[[ Input data, beginning ]]
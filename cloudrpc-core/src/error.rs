//! # Errors
//!
//! Every fallible operation of the dispatcher returns a [`DispatchError`]. Its variants follow
//! how callers are expected to react:
//!
//! * **[`ConfigurationError`]**: the client is misconfigured (missing descriptor file, unknown
//!   service, bad URL). Fatal, never retried.
//! * **`Auth`**: the token exchange failed. Surfaced verbatim, never retried.
//! * **[`TransportError`]**: the RPC ran and failed. Carries the mapped `http_status`.
//!   Only `UNAVAILABLE` is transient.
//! * **[`ProtocolError`]**: the request or response does not fit the schema.
use crate::{BoxError, fields::ConversionError, grpc::client::GrpcRequestError};
use std::path::PathBuf;
use tonic::Status;

pub use crate::grpc::status::TransportError;

#[derive(Debug, thiserror::Error)]
pub enum ConfigurationError {
    #[error("Failed to read file descriptor set '{path}': '{source}'")]
    DescriptorNotFound {
        path: PathBuf,
        source: std::io::Error,
    },
    #[error("Failed to decode file descriptor set '{path}': '{source}'")]
    InvalidDescriptor {
        path: PathBuf,
        source: prost_reflect::DescriptorError,
    },
    #[error("Service '{0}' is not declared in the service descriptor")]
    UnknownService(String),
    #[error("Invalid URL '{0}': {1}")]
    InvalidUrl(String, #[source] tonic::transport::Error),
    #[error("Invalid TLS configuration for '{0}': {1}")]
    InvalidTls(String, #[source] tonic::transport::Error),
    #[error("Invalid value '{value}' for '{key}': {reason}")]
    InvalidSetting {
        key: String,
        value: String,
        reason: String,
    },
}

#[derive(Debug, thiserror::Error)]
pub enum ProtocolError {
    #[error("Service '{service}' not found in '{path}'")]
    ServiceNotFound { service: String, path: PathBuf },
    #[error("Method '{method}' not found in service '{service}'")]
    MethodNotFound { service: String, method: String },
    #[error("Request does not match the input of '{method}': '{source}'")]
    InvalidRequest {
        method: String,
        source: serde_json::Error,
    },
    #[error("Method '{method}' is {actual}, it cannot be called as {expected}")]
    CallKindMismatch {
        method: String,
        actual: &'static str,
        expected: &'static str,
    },
    #[error("Invalid value for pagination option '{option}': expected {expected}")]
    InvalidOption {
        option: &'static str,
        expected: &'static str,
    },
    #[error("Unexpected response: field '{field}' {reason}")]
    UnexpectedResponse { field: String, reason: &'static str },
    #[error(transparent)]
    Conversion(#[from] ConversionError),
}

#[derive(Debug, thiserror::Error)]
pub enum DispatchError {
    #[error("Configuration error: {0}")]
    Configuration(#[from] ConfigurationError),
    #[error("Failed to obtain credentials: '{0}'")]
    Auth(#[source] BoxError),
    #[error(transparent)]
    Transport(#[from] TransportError),
    #[error("Protocol error: {0}")]
    Protocol(#[from] ProtocolError),
    #[error("gRPC client request error: '{0}'")]
    Request(GrpcRequestError),
}

impl DispatchError {
    /// Whether reissuing the same call may succeed.
    pub fn is_transient(&self) -> bool {
        matches!(self, DispatchError::Transport(err) if err.is_transient())
    }

    /// The HTTP status of a transport failure.
    pub fn http_status(&self) -> Option<u16> {
        match self {
            DispatchError::Transport(err) => Some(err.http_status),
            _ => None,
        }
    }
}

impl From<Status> for DispatchError {
    fn from(status: Status) -> Self {
        DispatchError::Transport(status.into())
    }
}

impl From<ConversionError> for DispatchError {
    fn from(err: ConversionError) -> Self {
        DispatchError::Protocol(err.into())
    }
}

impl From<GrpcRequestError> for DispatchError {
    fn from(err: GrpcRequestError) -> Self {
        match err {
            // An unreachable endpoint is what grpc reports as UNAVAILABLE, keep it retryable.
            GrpcRequestError::ClientNotReady(source) => {
                Status::unavailable(format!("Transport not ready: {source}")).into()
            }
            other => DispatchError::Request(other),
        }
    }
}
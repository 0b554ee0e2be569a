//! # Retry Policy
//!
//! Reissues calls that failed with a transient error (`UNAVAILABLE`).
//!
//! The historical behavior is three attempts with a short fixed delay. Both numbers are
//! policy, not protocol: [`RetryConfig`] exposes attempts, delay growth and jitter.
use crate::error::DispatchError;
use rand::Rng;
use std::{future::Future, time::Duration};
use tracing::warn;

#[derive(Debug, Clone, PartialEq)]
pub struct RetryConfig {
    /// Total number of attempts, including the first one. `1` disables retries.
    pub max_attempts: u32,
    /// Delay before the first retry.
    pub initial_delay: Duration,
    /// Growth factor applied to the delay after each retry. `1.0` keeps it fixed.
    pub multiplier: f64,
    /// Upper bound for the delay, jitter included.
    pub max_delay: Duration,
    /// Fraction of the delay (0.0 - 1.0) randomly added on top of it.
    pub jitter: f64,
}

impl Default for RetryConfig {
    fn default() -> Self {
        Self {
            max_attempts: 3,
            initial_delay: Duration::from_millis(100),
            multiplier: 1.0,
            max_delay: Duration::from_secs(30),
            jitter: 0.0,
        }
    }
}

impl RetryConfig {
    /// A config that never retries.
    pub fn disabled() -> Self {
        Self {
            max_attempts: 1,
            ..Self::default()
        }
    }

    /// Delay before reissuing after `attempt` attempts failed (1-based).
    pub fn delay_for(&self, attempt: u32) -> Duration {
        let exponent = attempt.saturating_sub(1).min(64) as i32;
        let secs = self.initial_delay.as_secs_f64() * self.multiplier.max(1.0).powi(exponent);

        let mut delay = if secs.is_finite() && secs < self.max_delay.as_secs_f64() {
            Duration::from_secs_f64(secs)
        } else {
            self.max_delay
        };

        let jitter = self.jitter.clamp(0.0, 1.0);
        if jitter > 0.0 {
            delay += delay.mul_f64(rand::thread_rng().gen_range(0.0..=jitter));
        }

        delay.min(self.max_delay)
    }
}

#[derive(Debug, Clone, Default)]
pub struct RetryPolicy {
    config: RetryConfig,
}

impl RetryPolicy {
    pub fn new(config: RetryConfig) -> Self {
        Self { config }
    }

    pub fn config(&self) -> &RetryConfig {
        &self.config
    }

    /// Runs `op` until it succeeds, fails with a non-transient error or runs out of attempts.
    ///
    /// Attempts are sequential: a new one starts only after the previous one failed
    /// and the delay elapsed. Exhaustion returns the last error.
    pub async fn run<T, F, Fut>(&self, mut op: F) -> Result<T, DispatchError>
    where
        F: FnMut() -> Fut,
        Fut: Future<Output = Result<T, DispatchError>>,
    {
        let mut attempt = 1;

        loop {
            match op().await {
                Err(err) if err.is_transient() && attempt < self.config.max_attempts => {
                    let delay = self.config.delay_for(attempt);
                    warn!(
                        attempt,
                        max_attempts = self.config.max_attempts,
                        delay_ms = delay.as_millis() as u64,
                        error = %err,
                        "Transient failure, retrying"
                    );
                    tokio::time::sleep(delay).await;
                    attempt += 1;
                }
                result => return result,
            }
        }
    }
}

#[cfg(test)]
mod tests {
    use super::*;
    use std::sync::{
        Arc,
        atomic::{AtomicU32, Ordering},
    };
    use tonic::Status;

    type Attempt = std::future::Ready<Result<&'static str, DispatchError>>;

    fn flaky(failures: u32, status: fn() -> Status) -> impl FnMut() -> Attempt {
        let calls = Arc::new(AtomicU32::new(0));
        move || {
            let n = calls.fetch_add(1, Ordering::SeqCst);
            std::future::ready(if n < failures {
                Err(status().into())
            } else {
                Ok("done")
            })
        }
    }

    fn counted<F, T>(mut f: F, counter: Arc<AtomicU32>) -> impl FnMut() -> T
    where
        F: FnMut() -> T,
    {
        move || {
            counter.fetch_add(1, Ordering::SeqCst);
            f()
        }
    }

    #[tokio::test(start_paused = true)]
    async fn succeeds_after_one_unavailable() {
        let invocations = Arc::new(AtomicU32::new(0));
        let op = counted(flaky(1, || Status::unavailable("down")), invocations.clone());

        let result = RetryPolicy::default().run(op).await;

        assert_eq!(result.unwrap(), "done");
        assert_eq!(invocations.load(Ordering::SeqCst), 2);
    }

    #[tokio::test(start_paused = true)]
    async fn gives_up_after_three_attempts_with_503() {
        let invocations = Arc::new(AtomicU32::new(0));
        let op = counted(flaky(u32::MAX, || Status::unavailable("down")), invocations.clone());

        let err = RetryPolicy::default().run(op).await.unwrap_err();

        assert_eq!(err.http_status(), Some(503));
        assert_eq!(invocations.load(Ordering::SeqCst), 3);
    }

    #[tokio::test(start_paused = true)]
    async fn other_failures_are_returned_immediately() {
        let invocations = Arc::new(AtomicU32::new(0));
        let op = counted(flaky(u32::MAX, || Status::not_found("gone")), invocations.clone());

        let err = RetryPolicy::default().run(op).await.unwrap_err();

        assert_eq!(err.http_status(), Some(404));
        assert_eq!(invocations.load(Ordering::SeqCst), 1);
    }

    #[tokio::test(start_paused = true)]
    async fn waits_between_attempts() {
        let start = tokio::time::Instant::now();
        let op = flaky(2, || Status::unavailable("down"));

        RetryPolicy::default().run(op).await.unwrap();

        let elapsed = start.elapsed();
        assert!(elapsed >= Duration::from_millis(200), "{elapsed:?}");
        assert!(elapsed < Duration::from_millis(300), "{elapsed:?}");
    }

    #[tokio::test(start_paused = true)]
    async fn attempts_are_configurable() {
        let invocations = Arc::new(AtomicU32::new(0));
        let op = counted(flaky(u32::MAX, || Status::unavailable("down")), invocations.clone());

        let policy = RetryPolicy::new(RetryConfig {
            max_attempts: 5,
            ..RetryConfig::default()
        });
        assert!(policy.run(op).await.is_err());
        assert_eq!(invocations.load(Ordering::SeqCst), 5);

        let invocations = Arc::new(AtomicU32::new(0));
        let op = counted(flaky(u32::MAX, || Status::unavailable("down")), invocations.clone());
        assert!(RetryPolicy::new(RetryConfig::disabled()).run(op).await.is_err());
        assert_eq!(invocations.load(Ordering::SeqCst), 1);
    }

    #[test]
    fn backoff_grows_and_is_capped() {
        let config = RetryConfig {
            initial_delay: Duration::from_millis(100),
            multiplier: 2.0,
            max_delay: Duration::from_millis(300),
            ..RetryConfig::default()
        };

        assert_eq!(config.delay_for(1), Duration::from_millis(100));
        assert_eq!(config.delay_for(2), Duration::from_millis(200));
        assert_eq!(config.delay_for(3), Duration::from_millis(300));
        assert_eq!(config.delay_for(10), Duration::from_millis(300));
    }

    #[test]
    fn jitter_stays_within_bounds() {
        let config = RetryConfig {
            jitter: 0.5,
            ..RetryConfig::default()
        };

        for _ in 0..100 {
            let delay = config.delay_for(1);
            assert!(delay >= Duration::from_millis(100));
            assert!(delay <= Duration::from_millis(150));
        }
    }

    #[test]
    fn jitter_never_exceeds_the_cap() {
        let config = RetryConfig {
            initial_delay: Duration::from_millis(100),
            multiplier: 2.0,
            max_delay: Duration::from_millis(100),
            jitter: 1.0,
            ..RetryConfig::default()
        };

        for attempt in 1..=5 {
            for _ in 0..50 {
                assert!(config.delay_for(attempt) <= Duration::from_millis(100));
            }
        }
    }
}
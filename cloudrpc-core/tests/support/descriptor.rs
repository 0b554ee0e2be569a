//! Descriptor set of the `test.paging.v1` package, built in code so tests need no `protoc`.
//!
//! ```proto
//! message Instance { string name = 1; string display_name = 2; int32 serve_nodes = 3; }
//! message ListInstancesRequest {
//!   string parent = 1; string page_token = 2; int32 page_size = 3; string filter = 4;
//! }
//! message ListInstancesResponse { repeated Instance instances = 1; string next_page_token = 2; }
//! message GetInstanceRequest { string name = 1; }
//! message CreateInstanceRequest {
//!   string parent = 1; string instance_id = 2; Instance instance = 3;
//! }
//!
//! service InstanceAdmin {
//!   rpc ListInstances(ListInstancesRequest) returns (ListInstancesResponse);
//!   rpc GetInstance(GetInstanceRequest) returns (Instance);
//!   rpc CreateInstance(CreateInstanceRequest) returns (Instance);
//!   rpc WatchInstances(ListInstancesRequest) returns (stream Instance);
//!   rpc ImportInstances(stream Instance) returns (ListInstancesResponse);
//! }
//! ```
use prost::Message;
use prost_types::{
    DescriptorProto, FieldDescriptorProto, FileDescriptorProto, FileDescriptorSet,
    MethodDescriptorProto, ServiceDescriptorProto,
    field_descriptor_proto::{Label, Type},
};

const PACKAGE: &str = "test.paging.v1";

fn field(name: &str, json_name: &str, number: i32, ty: Type) -> FieldDescriptorProto {
    FieldDescriptorProto {
        name: Some(name.to_string()),
        json_name: Some(json_name.to_string()),
        number: Some(number),
        label: Some(Label::Optional as i32),
        r#type: Some(ty as i32),
        ..Default::default()
    }
}

fn message_field(name: &str, json_name: &str, number: i32, message: &str) -> FieldDescriptorProto {
    FieldDescriptorProto {
        type_name: Some(format!(".{PACKAGE}.{message}")),
        ..field(name, json_name, number, Type::Message)
    }
}

fn message(name: &str, fields: Vec<FieldDescriptorProto>) -> DescriptorProto {
    DescriptorProto {
        name: Some(name.to_string()),
        field: fields,
        ..Default::default()
    }
}

fn method(
    name: &str,
    input: &str,
    output: &str,
    client_streaming: bool,
    server_streaming: bool,
) -> MethodDescriptorProto {
    MethodDescriptorProto {
        name: Some(name.to_string()),
        input_type: Some(format!(".{PACKAGE}.{input}")),
        output_type: Some(format!(".{PACKAGE}.{output}")),
        client_streaming: Some(client_streaming),
        server_streaming: Some(server_streaming),
        ..Default::default()
    }
}

/// The encoded `FileDescriptorSet`, as `protoc --include_imports -o` would write it.
pub fn paging_descriptor_set() -> Vec<u8> {
    let instances = FieldDescriptorProto {
        label: Some(Label::Repeated as i32),
        ..message_field("instances", "instances", 1, "Instance")
    };

    let file = FileDescriptorProto {
        name: Some("test/paging/v1/paging.proto".to_string()),
        package: Some(PACKAGE.to_string()),
        syntax: Some("proto3".to_string()),
        message_type: vec![
            message(
                "Instance",
                vec![
                    field("name", "name", 1, Type::String),
                    field("display_name", "displayName", 2, Type::String),
                    field("serve_nodes", "serveNodes", 3, Type::Int32),
                ],
            ),
            message(
                "ListInstancesRequest",
                vec![
                    field("parent", "parent", 1, Type::String),
                    field("page_token", "pageToken", 2, Type::String),
                    field("page_size", "pageSize", 3, Type::Int32),
                    field("filter", "filter", 4, Type::String),
                ],
            ),
            message(
                "ListInstancesResponse",
                vec![
                    instances,
                    field("next_page_token", "nextPageToken", 2, Type::String),
                ],
            ),
            message(
                "GetInstanceRequest",
                vec![field("name", "name", 1, Type::String)],
            ),
            message(
                "CreateInstanceRequest",
                vec![
                    field("parent", "parent", 1, Type::String),
                    field("instance_id", "instanceId", 2, Type::String),
                    message_field("instance", "instance", 3, "Instance"),
                ],
            ),
        ],
        service: vec![ServiceDescriptorProto {
            name: Some("InstanceAdmin".to_string()),
            method: vec![
                method(
                    "ListInstances",
                    "ListInstancesRequest",
                    "ListInstancesResponse",
                    false,
                    false,
                ),
                method("GetInstance", "GetInstanceRequest", "Instance", false, false),
                method("CreateInstance", "CreateInstanceRequest", "Instance", false, false),
                method("WatchInstances", "ListInstancesRequest", "Instance", false, true),
                method(
                    "ImportInstances",
                    "Instance",
                    "ListInstancesResponse",
                    true,
                    false,
                ),
            ],
            ..Default::default()
        }],
        ..Default::default()
    };

    FileDescriptorSet { file: vec![file] }.encode_to_vec()
}
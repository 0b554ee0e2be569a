//! # Proto Loader
//!
//! Resolves the descriptor set of a [`ProtoService`] from a base directory and produces a
//! [`StubConstructor`] for it.
//!
//! Decoded pools are cached per path: services sharing a descriptor set (e.g. `Publisher`
//! and `Subscriber` in `pubsub.binpb`) decode it once.
use super::stub::StubConstructor;
use crate::{
    client::ProtoService,
    error::{ConfigurationError, DispatchError, ProtocolError},
};
use prost_reflect::DescriptorPool;
use std::{
    collections::HashMap,
    path::{Path, PathBuf},
    sync::{Mutex, PoisonError},
};
use tracing::debug;

#[derive(Debug, Default)]
pub struct ProtoLoader {
    base_dir: PathBuf,
    pools: Mutex<HashMap<PathBuf, DescriptorPool>>,
}

impl ProtoLoader {
    pub fn new(base_dir: impl Into<PathBuf>) -> Self {
        Self {
            base_dir: base_dir.into(),
            pools: Mutex::default(),
        }
    }

    pub fn base_dir(&self) -> &Path {
        &self.base_dir
    }

    /// Registers an in-memory descriptor set under `path`.
    ///
    /// Proto services whose `path` matches are served from these bytes and never touch
    /// the filesystem. Useful for descriptor sets embedded with `include_bytes!`.
    pub fn with_file_descriptor_set(
        self,
        path: impl Into<PathBuf>,
        bytes: &[u8],
    ) -> Result<Self, ConfigurationError> {
        let path = path.into();
        let pool = DescriptorPool::decode(bytes).map_err(|source| {
            ConfigurationError::InvalidDescriptor {
                path: path.clone(),
                source,
            }
        })?;

        self.lock_pools().insert(path, pool);
        Ok(self)
    }

    /// Loads the definition of `proto` and returns a constructor for its stubs.
    ///
    /// # Returns
    ///
    /// * `Ok(StubConstructor)` - The service exists in the descriptor set.
    /// * `Err(DispatchError::Configuration)` - The file cannot be read or decoded.
    /// * `Err(DispatchError::Protocol)` - The file does not define `proto.service`.
    pub fn load(&self, proto: &ProtoService) -> Result<StubConstructor, DispatchError> {
        let pool = self.pool(&proto.path)?;

        let service = pool.get_service_by_name(&proto.service).ok_or_else(|| {
            ProtocolError::ServiceNotFound {
                service: proto.service.clone(),
                path: proto.path.clone(),
            }
        })?;

        Ok(StubConstructor::new(service))
    }

    fn pool(&self, path: &Path) -> Result<DescriptorPool, ConfigurationError> {
        if let Some(pool) = self.lock_pools().get(path) {
            return Ok(pool.clone());
        }

        let full_path = self.base_dir.join(path);
        debug!(path = %full_path.display(), "Loading file descriptor set");

        let bytes = std::fs::read(&full_path).map_err(|source| {
            ConfigurationError::DescriptorNotFound {
                path: full_path.clone(),
                source,
            }
        })?;

        let pool = DescriptorPool::decode(bytes.as_slice()).map_err(|source| {
            ConfigurationError::InvalidDescriptor {
                path: full_path,
                source,
            }
        })?;

        Ok(self
            .lock_pools()
            .entry(path.to_path_buf())
            .or_insert(pool)
            .clone())
    }

    fn lock_pools(&self) -> std::sync::MutexGuard<'_, HashMap<PathBuf, DescriptorPool>> {
        self.pools.lock().unwrap_or_else(PoisonError::into_inner)
    }
}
[[ Input data, end ]]
__Brief__: Where the string "core" appears in a line of the entries above, return that line.

__Solution__:
filename cloudrpc-core/src/error.rs
filename cloudrpc-core/tests/support/descriptor.rs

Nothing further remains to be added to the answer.